Stored data:
//! Client SDK for the blueprint support-policy service.
//!
//! Two stores sit on top of a shared [`api::ApiClient`]:
//!
//! - [`session::SessionStore`] — member login/registration, identity derived
//!   from the bearer token, email verification, logout.
//! - [`policy::PolicyStore`] — the fetched policy list, the currently viewed
//!   policy detail and client-side filtering by region/job/age/income/name.
//!
//! The session token is the only state that survives restarts; it is kept in
//! a [`storage::KeyValueStore`] supplied by the caller.

pub mod api;
pub mod error;
pub mod policy;
pub mod session;
pub mod storage;
pub mod token;

pub use api::ApiClient;
pub use error::{Error, Result};
pub use policy::{FilterCriteria, PolicyDetail, PolicyStore, PolicySummary};
pub use session::{AuthFailure, Member, MemberRegistration, Session, SessionStore};
pub use storage::{FileStore, KeyValueStore, MemoryStore};
pub use token::{Claims, TokenError};
//! blueprint: command-line client for the support-policy service.
//!
//! Logs in and out, checks sign-up details, and lists or filters policies.
//! The session token is kept between runs in `~/.config/blueprint/session.toml`.

mod config;

use std::io::{self, BufRead, Write};
use std::path::{Path, PathBuf};
use std::sync::Arc;

use anyhow::{Context, Result};
use blueprint_sdk::{
    ApiClient, FileStore, FilterCriteria, KeyValueStore, Member, MemberRegistration, MemoryStore,
    PolicyDetail, PolicyStore, PolicySummary, SessionStore,
};
use clap::{Parser, Subcommand};
use serde::Serialize;
use tracing_subscriber::EnvFilter;

use config::{Config, Resolved};

#[derive(Parser)]
#[command(name = "blueprint", about = "Browse support policies and manage your member session")]
struct Cli {
    /// Backend base URL
    #[arg(long, env = "BLUEPRINT_API_URL", global = true)]
    api_url: Option<String>,

    /// File the session token is stored in
    #[arg(long, global = true)]
    session_file: Option<PathBuf>,

    /// Print JSON instead of text
    #[arg(long, global = true)]
    json: bool,

    #[command(subcommand)]
    command: Command,
}

#[derive(Subcommand)]
enum Command {
    /// Log in and remember the session
    Login {
        member_id: String,
        /// Prompted for when omitted
        #[arg(long, env = "BLUEPRINT_PASSWORD", hide_env_values = true)]
        password: Option<String>,
    },
    /// Create an account (logs in on success)
    Register {
        member_id: String,
        #[arg(long)]
        name: String,
        #[arg(long)]
        email: String,
        #[arg(long, env = "BLUEPRINT_PASSWORD", hide_env_values = true)]
        password: Option<String>,
        /// Extra profile field, KEY=VALUE (repeatable)
        #[arg(long = "field", value_parser = parse_key_val)]
        fields: Vec<(String, String)>,
    },
    /// Forget the stored session
    Logout,
    /// Show the member the stored token belongs to
    Whoami,
    /// Fetch the member profile from the server
    Mypage,
    /// Check whether a member id is free
    CheckId { member_id: String },
    /// Check whether an email is free
    CheckEmail { email: String },
    /// Send an email verification code
    SendCode { email: String },
    /// Verify an emailed code
    VerifyCode { email: String, code: String },
    /// Browse support policies
    Policies {
        #[command(subcommand)]
        command: PolicyCommand,
    },
}

#[derive(Subcommand)]
enum PolicyCommand {
    /// List policies, optionally filtered
    List {
        /// Substring of the policy's city
        #[arg(long)]
        region: Option<String>,
        /// Substring of the policy's category text
        #[arg(long)]
        job: Option<String>,
        /// Age that must fall in the policy's "N세 ~ M세" range
        #[arg(long)]
        age: Option<u32>,
        /// Substring of the policy's category text
        #[arg(long)]
        income: Option<String>,
        /// Substring of the policy name
        #[arg(long = "name")]
        policy_name: Option<String>,
    },
    /// Show one policy in detail
    Show { idx: i64 },
}

fn parse_key_val(s: &str) -> Result<(String, String), String> {
    s.split_once('=')
        .map(|(k, v)| (k.trim().to_string(), v.trim().to_string()))
        .filter(|(k, _)| !k.is_empty())
        .ok_or_else(|| format!("expected KEY=VALUE, got `{s}`"))
}

fn prompt_password() -> Result<String> {
    let mut stderr = io::stderr();
    write!(stderr, "Password: ")?;
    stderr.flush()?;
    let mut line = String::new();
    io::stdin().lock().read_line(&mut line)?;
    Ok(line.trim_end_matches(['\r', '\n']).to_string())
}

fn print_json<T: Serialize + ?Sized>(value: &T) -> Result<()> {
    println!("{}", serde_json::to_string_pretty(value)?);
    Ok(())
}

fn show(field: &Option<String>) -> &str {
    field.as_deref().unwrap_or("-")
}

fn print_policies(policies: &[&PolicySummary]) {
    for p in policies {
        println!("{:>6}  {}  {}", p.idx, show(&p.city), show(&p.name));
        println!("        {}", show(&p.kind));
        if p.apply_start_date.is_some() || p.apply_end_date.is_some() {
            println!(
                "        apply {} ~ {}",
                show(&p.apply_start_date),
                show(&p.apply_end_date)
            );
        }
    }
    println!("{} policies", policies.len());
}

fn print_detail(d: &PolicyDetail) {
    println!("#{} {}", d.idx, show(&d.subject));
    for (label, value) in [
        ("condition", &d.condition),
        ("content", &d.content),
        ("scale", &d.scale),
        ("enquiry", &d.enquiry),
        ("how to apply", &d.way),
        ("documents", &d.document),
        ("url", &d.url),
    ] {
        if let Some(v) = value {
            println!("  {label:<13} {v}");
        }
    }
}

fn describe_member(member: &Member) -> String {
    format!("{} ({})", member.member_name, member.member_id)
}

/// The session file, or an in-memory store when it can't be read at all.
fn open_storage(path: &Path) -> Arc<dyn KeyValueStore> {
    match FileStore::open_or_reset(path) {
        Ok(store) => Arc::new(store),
        Err(e) => {
            tracing::warn!("Session will not be saved: {e}");
            Arc::new(MemoryStore::new())
        }
    }
}

fn print_flag(json: bool, key: &str, value: bool, yes: &str, no: &str) -> Result<()> {
    if json {
        print_json(&serde_json::json!({ key: value }))
    } else {
        println!("{}", if value { yes } else { no });
        Ok(())
    }
}

fn init_logging() {
    // Logs go to stderr so stdout stays clean for --json.
    let json_logs = std::env::var("BLUEPRINT_LOG_JSON").unwrap_or_default() == "1";
    let filter = EnvFilter::try_from_default_env()
        .unwrap_or_else(|_| "blueprint=info,blueprint_sdk=info".into());
    if json_logs {
        tracing_subscriber::fmt()
            .with_env_filter(filter)
            .with_writer(io::stderr)
            .json()
            .init();
    } else {
        tracing_subscriber::fmt()
            .with_env_filter(filter)
            .with_writer(io::stderr)
            .init();
    }
}

#[tokio::main]
async fn main() -> Result<()> {
    init_logging();
    let cli = Cli::parse();

    let config = Config::load();
    let resolved = Resolved::merge(cli.api_url.as_deref(), cli.session_file.as_deref(), &config);
    tracing::debug!("Using backend {}", resolved.api_url);

    let api = Arc::new(ApiClient::new(resolved.api_url.as_str()));
    let storage = open_storage(&resolved.session_file);
    let mut session = SessionStore::restore(api.clone(), storage);

    match cli.command {
        Command::Login {
            member_id,
            password,
        } => {
            let password = match password {
                Some(p) => p,
                None => prompt_password()?,
            };
            session
                .login(&member_id, &password)
                .await
                .map_err(|e| anyhow::anyhow!("Login failed: {e}"))?;
            if let Some(m) = session.member() {
                println!("Logged in as {}", describe_member(m));
            }
        }
        Command::Register {
            member_id,
            name,
            email,
            password,
            fields,
        } => {
            let password = match password {
                Some(p) => p,
                None => prompt_password()?,
            };
            let mut form = MemberRegistration {
                member_id,
                password,
                member_name: name,
                email,
                ..Default::default()
            };
            for (k, v) in fields {
                form.extra.insert(k, serde_json::Value::String(v));
            }
            session
                .register(&form)
                .await
                .map_err(|e| anyhow::anyhow!("Registration failed: {e}"))?;
            if let Some(m) = session.member() {
                println!("Registered and logged in as {}", describe_member(m));
            }
        }
        Command::Logout => {
            session.logout();
            println!("Logged out");
        }
        Command::Whoami => match session.member() {
            Some(member) if cli.json => print_json(member)?,
            Some(member) => {
                println!("{}", describe_member(member));
                if let Some(at) = session.claims().and_then(|c| c.expires_at()) {
                    let local = at.with_timezone(&chrono::Local);
                    println!("session expires {}", local.format("%Y-%m-%d %H:%M"));
                }
            }
            None => anyhow::bail!("Not logged in"),
        },
        Command::Mypage => {
            if !session.is_logged_in() {
                anyhow::bail!("Not logged in");
            }
            if !session.fetch_my_page().await {
                anyhow::bail!("Could not fetch profile");
            }
            if let Some(member) = session.member() {
                if cli.json {
                    print_json(member)?;
                } else {
                    println!("{}", describe_member(member));
                    for (k, v) in &member.extra {
                        println!("  {k}: {v}");
                    }
                }
            }
        }
        Command::CheckId { member_id } => {
            let free = session.check_member_id(&member_id).await;
            print_flag(cli.json, "available", free, "available", "unavailable")?;
        }
        Command::CheckEmail { email } => {
            let free = session.check_email_duplicate(&email).await;
            print_flag(cli.json, "available", free, "available", "unavailable")?;
        }
        Command::SendCode { email } => {
            let sent = session.send_email_verification(&email).await;
            print_flag(cli.json, "sent", sent, "verification code sent", "could not send code")?;
        }
        Command::VerifyCode { email, code } => {
            let ok = session.verify_email_code(&email, &code).await;
            print_flag(cli.json, "verified", ok, "email verified", "code rejected")?;
        }
        Command::Policies { command } => {
            let mut policies = PolicyStore::new(api);
            match command {
                PolicyCommand::List {
                    region,
                    job,
                    age,
                    income,
                    policy_name,
                } => {
                    policies
                        .get_policy_info()
                        .await
                        .context("Failed to fetch policy list")?;
                    let criteria = FilterCriteria {
                        region,
                        job,
                        age,
                        income,
                        policy_name,
                    };
                    let found = policies.filter_policies(&criteria);
                    if cli.json {
                        print_json(&found)?;
                    } else {
                        print_policies(&found);
                    }
                }
                PolicyCommand::Show { idx } => {
                    let detail = policies
                        .get_policy_detail(idx)
                        .await
                        .with_context(|| format!("Failed to fetch policy {idx}"))?;
                    if cli.json {
                        print_json(detail)?;
                    } else {
                        print_detail(detail);
                    }
                }
            }
        }
    }
    Ok(())
}

#[cfg(test)]
mod tests {
    use super::*;
    use clap::CommandFactory;

    #[test]
    fn test_cli_definition() {
        Cli::command().debug_assert();
    }

    #[test]
    fn test_parse_key_val() {
        assert_eq!(
            parse_key_val("phone=010-1234-5678").unwrap(),
            ("phone".to_string(), "010-1234-5678".to_string())
        );
        assert_eq!(parse_key_val("note=a=b").unwrap().1, "a=b");
        assert!(parse_key_val("novalue").is_err());
        assert!(parse_key_val("=x").is_err());
    }

    #[test]
    fn test_describe_member() {
        let member = Member {
            member_id: "hong123".into(),
            member_name: "홍길동".into(),
            ..Default::default()
        };
        assert_eq!(describe_member(&member), "홍길동 (hong123)");
    }

    #[test]
    fn test_open_storage_survives_corrupt_file() {
        let dir = tempfile::tempdir().unwrap();
        let path = dir.path().join("session.toml");
        std::fs::write(&path, "not = = toml").unwrap();
        let storage = open_storage(&path);
        assert_eq!(storage.get("token").unwrap(), None);
        storage.remove("token").unwrap();
        assert!(!path.exists());
    }

    #[test]
    fn test_open_storage_falls_back_to_memory() {
        let dir = tempfile::tempdir().unwrap();
        // A directory can't be read as a file.
        let storage = open_storage(dir.path());
        storage.set("token", "abc").unwrap();
        assert_eq!(storage.get("token").unwrap().as_deref(), Some("abc"));
    }

    #[test]
    fn test_policy_filters_parse() {
        let cli = Cli::parse_from([
            "blueprint", "policies", "list", "--region", "서울", "--age", "27", "--name", "청년",
        ]);
        match cli.command {
            Command::Policies {
                command:
                    PolicyCommand::List {
                        region,
                        age,
                        policy_name,
                        job,
                        income,
                    },
            } => {
                assert_eq!(region.as_deref(), Some("서울"));
                assert_eq!(age, Some(27));
                assert_eq!(policy_name.as_deref(), Some("청년"));
                assert!(job.is_none() && income.is_none());
            }
            _ => panic!("expected policies list"),
        }
    }
}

- [Your instructions] Please return every line of the records above that contains the word "PolicySummary".

- [Answer section]
pub use policy::{FilterCriteria, PolicyDetail, PolicyStore, PolicySummary};
    PolicyDetail, PolicyStore, PolicySummary, SessionStore,
fn print_policies(policies: &[&PolicySummary]) {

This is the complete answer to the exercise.